For this exercise, restate the records word for word.

● ● ● ● ● ● ●

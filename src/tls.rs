//! Trust store construction for outbound TLS to the upstream.
//!
//! [`load_trust_store`] builds a [`TrustStore`] from one of three sources:
//! the platform roots (empty path), a single PEM bundle, or every `*.pem`
//! file directly inside a directory. The path itself is inspected without
//! following symlinks.
//!
//! PEM files that yield no usable certificate are skipped with a warning
//! and listed in [`TrustStore::rejected`]. I/O errors abort the whole load
//! and no partially filled store is returned.

use std::fs;
use std::path::{Path, PathBuf};
use std::sync::Arc;

use rustls::pki_types::CertificateDer;
use rustls::{ClientConfig, RootCertStore};

use crate::error::GrafanaProxyError;

#[derive(Debug, Clone, PartialEq, Eq)]
pub enum TrustSource {
    System,
    File(PathBuf),
    Directory(PathBuf),
}

impl TrustSource {
    /// Classify `path` using `lstat` semantics.
    pub fn resolve(path: &str) -> Result<Self, GrafanaProxyError> {
        if path.is_empty() {
            return Ok(Self::System);
        }

        let path = PathBuf::from(path);
        let metadata = fs::symlink_metadata(&path).map_err(|source| GrafanaProxyError::CertPath {
            path: path.clone(),
            source,
        })?;

        let file_type = metadata.file_type();
        if file_type.is_file() {
            Ok(Self::File(path))
        } else if file_type.is_dir() {
            Ok(Self::Directory(path))
        } else {
            Err(GrafanaProxyError::UnsupportedCertPath { path })
        }
    }
}

#[derive(Debug, Clone)]
pub struct TrustStore {
    roots: RootCertStore,
    source: TrustSource,
    rejected: Vec<PathBuf>,
}

impl TrustStore {
    #[must_use]
    pub fn len(&self) -> usize {
        self.roots.len()
    }

    #[must_use]
    pub fn is_empty(&self) -> bool {
        self.roots.is_empty()
    }

    #[must_use]
    pub const fn source(&self) -> &TrustSource {
        &self.source
    }

    /// PEM files that contained no usable certificate.
    #[must_use]
    pub fn rejected(&self) -> &[PathBuf] {
        &self.rejected
    }

    #[must_use]
    pub const fn roots(&self) -> &RootCertStore {
        &self.roots
    }

    /// Client TLS config verifying servers against this store.
    #[must_use]
    pub fn client_config(&self) -> ClientConfig {
        ClientConfig::builder()
            .with_root_certificates(Arc::new(self.roots.clone()))
            .with_no_client_auth()
    }
}

pub fn load_trust_store(path: &str) -> Result<TrustStore, GrafanaProxyError> {
    let source = TrustSource::resolve(path)?;
    let mut roots = RootCertStore::empty();
    let mut rejected = Vec::new();

    match &source {
        TrustSource::System => {
            tracing::info!("using system root CA certs");
            add_system_roots(&mut roots)?;
        }
        TrustSource::File(file) => {
            tracing::info!(file = %file.display(), "loading CA certs from file");
            add_pem_file(&mut roots, &mut rejected, file)?;
        }
        TrustSource::Directory(dir) => {
            tracing::info!(dir = %dir.display(), "loading CA certs from directory");
            for file in pem_files(dir)? {
                add_pem_file(&mut roots, &mut rejected, &file)?;
            }
        }
    }

    tracing::info!(
        certs = roots.len(),
        rejected_files = rejected.len(),
        "trust store ready"
    );

    Ok(TrustStore {
        roots,
        source,
        rejected,
    })
}

fn add_system_roots(roots: &mut RootCertStore) -> Result<(), GrafanaProxyError> {
    let native = rustls_native_certs::load_native_certs();
    for err in &native.errors {
        tracing::warn!(error = %err, "failed to load a system root certificate");
    }
    if native.certs.is_empty() && !native.errors.is_empty() {
        let reasons: Vec<String> = native.errors.iter().map(ToString::to_string).collect();
        return Err(GrafanaProxyError::SystemRoots(reasons.join("; ")));
    }

    let (added, ignored) = roots.add_parsable_certificates(native.certs);
    tracing::debug!(added, ignored, "loaded system root certificates");
    Ok(())
}

/// Direct children of `dir` whose name ends in `.pem`, sorted by name.
fn pem_files(dir: &Path) -> Result<Vec<PathBuf>, GrafanaProxyError> {
    let cert_path_err = |source| GrafanaProxyError::CertPath {
        path: dir.to_path_buf(),
        source,
    };

    let mut files = Vec::new();
    for entry in fs::read_dir(dir).map_err(cert_path_err)? {
        let entry = entry.map_err(cert_path_err)?;
        if entry.file_name().to_string_lossy().ends_with(".pem") {
            files.push(entry.path());
        }
    }
    files.sort();
    Ok(files)
}

fn add_pem_file(
    roots: &mut RootCertStore,
    rejected: &mut Vec<PathBuf>,
    path: &Path,
) -> Result<(), GrafanaProxyError> {
    let data = fs::read(path).map_err(|source| GrafanaProxyError::CertPath {
        path: path.to_path_buf(),
        source,
    })?;

    let mut malformed = 0usize;
    let certs: Vec<CertificateDer<'static>> = rustls_pemfile::certs(&mut data.as_slice())
        .filter_map(|item| item.map_err(|_| malformed += 1).ok())
        .collect();

    let (added, ignored) = roots.add_parsable_certificates(certs);
    let ignored = ignored + malformed;

    if added == 0 {
        tracing::warn!(
            file = %path.display(),
            ignored,
            "no usable CA certificates in PEM file, skipping"
        );
        rejected.push(path.to_path_buf());
    } else {
        tracing::debug!(file = %path.display(), added, ignored, "added CA certificates");
    }
    Ok(())
}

● ● ● ● ● ● ●

[Answer to this exercise]:
filename src/tls.rs
//! Trust store construction for outbound TLS to the upstream.
//!
//! [`load_trust_store`] builds a [`TrustStore`] from one of three sources:
//! the platform roots (empty path), a single PEM bundle, or every `*.pem`
//! file directly inside a directory. The path itself is inspected without
//! following symlinks.
//!
//! PEM files that yield no usable certificate are skipped with a warning
//! and listed in [`TrustStore::rejected`]. I/O errors abort the whole load
//! and no partially filled store is returned.

use std::fs;
use std::path::{Path, PathBuf};
use std::sync::Arc;

use rustls::pki_types::CertificateDer;
use rustls::{ClientConfig, RootCertStore};

use crate::error::GrafanaProxyError;

#[derive(Debug, Clone, PartialEq, Eq)]
pub enum TrustSource {
    System,
    File(PathBuf),
    Directory(PathBuf),
}

impl TrustSource {
    /// Classify `path` using `lstat` semantics.
    pub fn resolve(path: &str) -> Result<Self, GrafanaProxyError> {
        if path.is_empty() {
            return Ok(Self::System);
        }

        let path = PathBuf::from(path);
        let metadata = fs::symlink_metadata(&path).map_err(|source| GrafanaProxyError::CertPath {
            path: path.clone(),
            source,
        })?;

        let file_type = metadata.file_type();
        if file_type.is_file() {
            Ok(Self::File(path))
        } else if file_type.is_dir() {
            Ok(Self::Directory(path))
        } else {
            Err(GrafanaProxyError::UnsupportedCertPath { path })
        }
    }
}

#[derive(Debug, Clone)]
pub struct TrustStore {
    roots: RootCertStore,
    source: TrustSource,
    rejected: Vec<PathBuf>,
}

impl TrustStore {
    #[must_use]
    pub fn len(&self) -> usize {
        self.roots.len()
    }

    #[must_use]
    pub fn is_empty(&self) -> bool {
        self.roots.is_empty()
    }

    #[must_use]
    pub const fn source(&self) -> &TrustSource {
        &self.source
    }

    /// PEM files that contained no usable certificate.
    #[must_use]
    pub fn rejected(&self) -> &[PathBuf] {
        &self.rejected
    }

    #[must_use]
    pub const fn roots(&self) -> &RootCertStore {
        &self.roots
    }

    /// Client TLS config verifying servers against this store.
    #[must_use]
    pub fn client_config(&self) -> ClientConfig {
        ClientConfig::builder()
            .with_root_certificates(Arc::new(self.roots.clone()))
            .with_no_client_auth()
    }
}

pub fn load_trust_store(path: &str) -> Result<TrustStore, GrafanaProxyError> {
    let source = TrustSource::resolve(path)?;
    let mut roots = RootCertStore::empty();
    let mut rejected = Vec::new();

    match &source {
        TrustSource::System => {
            tracing::info!("using system root CA certs");
            add_system_roots(&mut roots)?;
        }
        TrustSource::File(file) => {
            tracing::info!(file = %file.display(), "loading CA certs from file");
            add_pem_file(&mut roots, &mut rejected, file)?;
        }
        TrustSource::Directory(dir) => {
            tracing::info!(dir = %dir.display(), "loading CA certs from directory");
            for file in pem_files(dir)? {
                add_pem_file(&mut roots, &mut rejected, &file)?;
            }
        }
    }

    tracing::info!(
        certs = roots.len(),
        rejected_files = rejected.len(),
        "trust store ready"
    );

    Ok(TrustStore {
        roots,
        source,
        rejected,
    })
}

fn add_system_roots(roots: &mut RootCertStore) -> Result<(), GrafanaProxyError> {
    let native = rustls_native_certs::load_native_certs();
    for err in &native.errors {
        tracing::warn!(error = %err, "failed to load a system root certificate");
    }
    if native.certs.is_empty() && !native.errors.is_empty() {
        let reasons: Vec<String> = native.errors.iter().map(ToString::to_string).collect();
        return Err(GrafanaProxyError::SystemRoots(reasons.join("; ")));
    }

    let (added, ignored) = roots.add_parsable_certificates(native.certs);
    tracing::debug!(added, ignored, "loaded system root certificates");
    Ok(())
}

/// Direct children of `dir` whose name ends in `.pem`, sorted by name.
fn pem_files(dir: &Path) -> Result<Vec<PathBuf>, GrafanaProxyError> {
    let cert_path_err = |source| GrafanaProxyError::CertPath {
        path: dir.to_path_buf(),
        source,
    };

    let mut files = Vec::new();
    for entry in fs::read_dir(dir).map_err(cert_path_err)? {
        let entry = entry.map_err(cert_path_err)?;
        if entry.file_name().to_string_lossy().ends_with(".pem") {
            files.push(entry.path());
        }
    }
    files.sort();
    Ok(files)
}

fn add_pem_file(
    roots: &mut RootCertStore,
    rejected: &mut Vec<PathBuf>,
    path: &Path,
) -> Result<(), GrafanaProxyError> {
    let data = fs::read(path).map_err(|source| GrafanaProxyError::CertPath {
        path: path.to_path_buf(),
        source,
    })?;

    let mut malformed = 0usize;
    let certs: Vec<CertificateDer<'static>> = rustls_pemfile::certs(&mut data.as_slice())
        .filter_map(|item| item.map_err(|_| malformed += 1).ok())
        .collect();

    let (added, ignored) = roots.add_parsable_certificates(certs);
    let ignored = ignored + malformed;

    if added == 0 {
        tracing::warn!(
            file = %path.display(),
            ignored,
            "no usable CA certificates in PEM file, skipping"
        );
        rejected.push(path.to_path_buf());
    } else {
        tracing::debug!(file = %path.display(), added, ignored, "added CA certificates");
    }
    Ok(())
}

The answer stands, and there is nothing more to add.